=== EXCERPTED DATA ===
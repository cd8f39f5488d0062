//! Mechanism classification for the housing schema.
//!
//! The classifier is a static lookup table: each declared column maps to its
//! kind, its missingness mechanism and an ordered list of fill rules. Nothing
//! here is inferred from data.

use crate::pipeline::ImputationStep;
use crate::types::{ColumnKind, MechanismTag};
use once_cell::sync::Lazy;
use serde::Serialize;
use std::collections::HashMap;

/// Sentinel written by a constant fill.
#[derive(Debug, Clone, Copy, PartialEq, Serialize)]
#[serde(tag = "kind", content = "value", rename_all = "snake_case")]
pub enum Sentinel {
    /// A category label such as `"None"`.
    Label(&'static str),
    /// Numeric zero.
    Zero,
}

impl Sentinel {
    pub fn kind(&self) -> ColumnKind {
        match self {
            Self::Label(_) => ColumnKind::Categorical,
            Self::Zero => ColumnKind::Numeric,
        }
    }
}

/// Row predicate over a sibling column, evaluated before a constant fill.
#[derive(Debug, Clone, Copy, PartialEq, Eq, Serialize)]
#[serde(tag = "kind", rename_all = "snake_case")]
pub enum FillCondition {
    /// The sibling column holds exactly `value` in the same row.
    SiblingEquals {
        column: &'static str,
        value: &'static str,
    },
}

impl FillCondition {
    /// Name of the column the predicate reads.
    pub fn column(&self) -> &'static str {
        match self {
            Self::SiblingEquals { column, .. } => column,
        }
    }

    /// Evaluate the predicate against the sibling's value in one row.
    /// A missing sibling never satisfies the predicate.
    pub fn holds(&self, sibling: Option<&str>) -> bool {
        match self {
            Self::SiblingEquals { value, .. } => sibling == Some(*value),
        }
    }
}

/// A fill rule attached to a declared column.
#[derive(Debug, Clone, Copy, PartialEq, Serialize)]
#[serde(tag = "rule", rename_all = "snake_case")]
pub enum FillRule {
    Constant {
        sentinel: Sentinel,
    },
    ConditionalConstant {
        sentinel: Sentinel,
        when: FillCondition,
    },
    Mode,
    GroupedMedian {
        group_by: &'static str,
    },
    NearestNeighbors,
}

impl FillRule {
    /// The pipeline step that owns this rule.
    pub fn step(&self) -> ImputationStep {
        match self {
            Self::Constant { sentinel } | Self::ConditionalConstant { sentinel, .. } => {
                match sentinel.kind() {
                    ColumnKind::Categorical => ImputationStep::StructuralCategorical,
                    ColumnKind::Numeric => ImputationStep::StructuralNumeric,
                }
            }
            Self::Mode => ImputationStep::RandomMode,
            Self::GroupedMedian { .. } => ImputationStep::GroupedMedian,
            Self::NearestNeighbors => ImputationStep::NeighborEstimate,
        }
    }
}

/// One row of the declarative schema table.
#[derive(Debug, Clone, Copy, PartialEq, Serialize)]
pub struct ColumnSpec {
    pub name: &'static str,
    pub kind: ColumnKind,
    pub mechanism: MechanismTag,
    /// Applied in order; each rule only sees what earlier rules left missing.
    pub rules: &'static [FillRule],
}

const NONE_LABEL: &[FillRule] = &[FillRule::Constant {
    sentinel: Sentinel::Label("None"),
}];

const ZERO: &[FillRule] = &[FillRule::Constant {
    sentinel: Sentinel::Zero,
}];

const fn structural_label(name: &'static str) -> ColumnSpec {
    ColumnSpec {
        name,
        kind: ColumnKind::Categorical,
        mechanism: MechanismTag::StructuralAbsence,
        rules: NONE_LABEL,
    }
}

const fn structural_zero(name: &'static str) -> ColumnSpec {
    ColumnSpec {
        name,
        kind: ColumnKind::Numeric,
        mechanism: MechanismTag::StructuralAbsence,
        rules: ZERO,
    }
}

/// Declared columns of the housing dataset and how each is filled.
pub static SCHEMA: &[ColumnSpec] = &[
    // facility absent: category label
    structural_label("PoolQC"),
    structural_label("MiscFeature"),
    structural_label("Alley"),
    structural_label("Fence"),
    structural_label("FireplaceQu"),
    structural_label("GarageType"),
    structural_label("GarageFinish"),
    structural_label("GarageQual"),
    structural_label("GarageCond"),
    structural_label("BsmtQual"),
    structural_label("BsmtCond"),
    structural_label("BsmtExposure"),
    structural_label("BsmtFinType1"),
    structural_label("BsmtFinType2"),
    structural_label("MasVnrType"),
    // facility absent: zero
    structural_zero("GarageYrBlt"),
    structural_zero("GarageArea"),
    structural_zero("GarageCars"),
    structural_zero("BsmtFinSF1"),
    structural_zero("BsmtFinSF2"),
    structural_zero("BsmtUnfSF"),
    structural_zero("TotalBsmtSF"),
    structural_zero("BsmtFullBath"),
    structural_zero("BsmtHalfBath"),
    ColumnSpec {
        name: "MasVnrArea",
        kind: ColumnKind::Numeric,
        mechanism: MechanismTag::StructuralAbsence,
        rules: &[
            FillRule::ConditionalConstant {
                sentinel: Sentinel::Zero,
                when: FillCondition::SiblingEquals {
                    column: "MasVnrType",
                    value: "None",
                },
            },
            FillRule::NearestNeighbors,
        ],
    },
    ColumnSpec {
        name: "Electrical",
        kind: ColumnKind::Categorical,
        mechanism: MechanismTag::RandomMissing,
        rules: &[FillRule::Mode],
    },
    ColumnSpec {
        name: "LotFrontage",
        kind: ColumnKind::Numeric,
        mechanism: MechanismTag::GroupDependent,
        rules: &[FillRule::GroupedMedian {
            group_by: "Neighborhood",
        }],
    },
];

/// Feature columns used for nearest-neighbor distance.
pub static NEIGHBOR_FEATURES: &[&str] = &[
    "LotArea",
    "OverallQual",
    "OverallCond",
    "YearBuilt",
    "YearRemodAdd",
    "TotalBsmtSF",
    "1stFlrSF",
    "2ndFlrSF",
    "GrLivArea",
    "GarageArea",
    "WoodDeckSF",
    "OpenPorchSF",
];

static SCHEMA_INDEX: Lazy<HashMap<&'static str, &'static ColumnSpec>> =
    Lazy::new(|| SCHEMA.iter().map(|spec| (spec.name, spec)).collect());

/// Result of classifying a column name.
#[derive(Debug, Clone, Copy, PartialEq, Serialize)]
pub struct Classification {
    pub mechanism: MechanismTag,
    /// Declared kind, `None` for unclassified columns.
    pub kind: Option<ColumnKind>,
    pub rules: &'static [FillRule],
}

impl Classification {
    pub fn is_classified(&self) -> bool {
        self.mechanism != MechanismTag::Unclassified
    }
}

/// Static mapping from column name to mechanism and fill rules.
pub struct MechanismClassifier;

impl MechanismClassifier {
    /// Classify a column by name. Unknown names are `Unclassified` with no rules
    /// and fall through to the generic fallback.
    pub fn classify(column: &str) -> Classification {
        match Self::spec(column) {
            Some(spec) => Classification {
                mechanism: spec.mechanism,
                kind: Some(spec.kind),
                rules: spec.rules,
            },
            None => Classification {
                mechanism: MechanismTag::Unclassified,
                kind: None,
                rules: &[],
            },
        }
    }

    /// Look up the schema row for a column.
    pub fn spec(column: &str) -> Option<&'static ColumnSpec> {
        SCHEMA_INDEX.get(column).copied()
    }

    /// The whole schema table, in declaration order.
    pub fn schema() -> &'static [ColumnSpec] {
        SCHEMA
    }

    /// Declared (column, rule) pairs owned by a step, in declaration order.
    pub fn rules_for(step: ImputationStep) -> Vec<(&'static ColumnSpec, &'static FillRule)> {
        SCHEMA
            .iter()
            .flat_map(|spec| spec.rules.iter().map(move |rule| (spec, rule)))
            .filter(|(_, rule)| rule.step() == step)
            .collect()
    }

    /// Declared feature columns for nearest-neighbor estimation.
    pub fn neighbor_features() -> &'static [&'static str] {
        NEIGHBOR_FEATURES
    }
}

#[cfg(test)]
mod tests {
    use super::*;

    #[test]
    fn test_classify_structural_label() {
        let classification = MechanismClassifier::classify("PoolQC");
        assert_eq!(classification.mechanism, MechanismTag::StructuralAbsence);
        assert_eq!(classification.kind, Some(ColumnKind::Categorical));
        assert_eq!(
            classification.rules,
            &[FillRule::Constant {
                sentinel: Sentinel::Label("None")
            }]
        );
    }

    #[test]
    fn test_classify_unknown_column() {
        let classification = MechanismClassifier::classify("Street");
        assert_eq!(classification.mechanism, MechanismTag::Unclassified);
        assert!(classification.rules.is_empty());
        assert!(!classification.is_classified());
    }

    #[test]
    fn test_masvnrarea_has_conditional_then_neighbor_rule() {
        let spec = MechanismClassifier::spec("MasVnrArea").unwrap();
        assert_eq!(spec.rules.len(), 2);
        assert_eq!(spec.rules[0].step(), ImputationStep::StructuralNumeric);
        assert_eq!(spec.rules[1].step(), ImputationStep::NeighborEstimate);
    }

    #[test]
    fn test_declared_groups() {
        assert_eq!(
            MechanismClassifier::rules_for(ImputationStep::StructuralCategorical).len(),
            15
        );
        // 9 unconditional zero columns plus the conditional MasVnrArea rule
        assert_eq!(
            MechanismClassifier::rules_for(ImputationStep::StructuralNumeric).len(),
            10
        );
        let mode: Vec<_> = MechanismClassifier::rules_for(ImputationStep::RandomMode)
            .into_iter()
            .map(|(spec, _)| spec.name)
            .collect();
        assert_eq!(mode, vec!["Electrical"]);
        assert!(MechanismClassifier::rules_for(ImputationStep::GenericFallback).is_empty());
    }

    #[test]
    fn test_schema_names_are_unique() {
        assert_eq!(SCHEMA_INDEX.len(), SCHEMA.len());
    }

    #[test]
    fn test_fill_condition_holds() {
        let condition = FillCondition::SiblingEquals {
            column: "MasVnrType",
            value: "None",
        };
        assert!(condition.holds(Some("None")));
        assert!(!condition.holds(Some("BrkFace")));
        assert!(!condition.holds(None));
        assert_eq!(condition.column(), "MasVnrType");
    }
}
===
**TASK:** After reading through the material, report every line that holds "StructuralCategorical".

**PROBLEM SOLUTION:**
                    ColumnKind::Categorical => ImputationStep::StructuralCategorical,
            MechanismClassifier::rules_for(ImputationStep::StructuralCategorical).len(),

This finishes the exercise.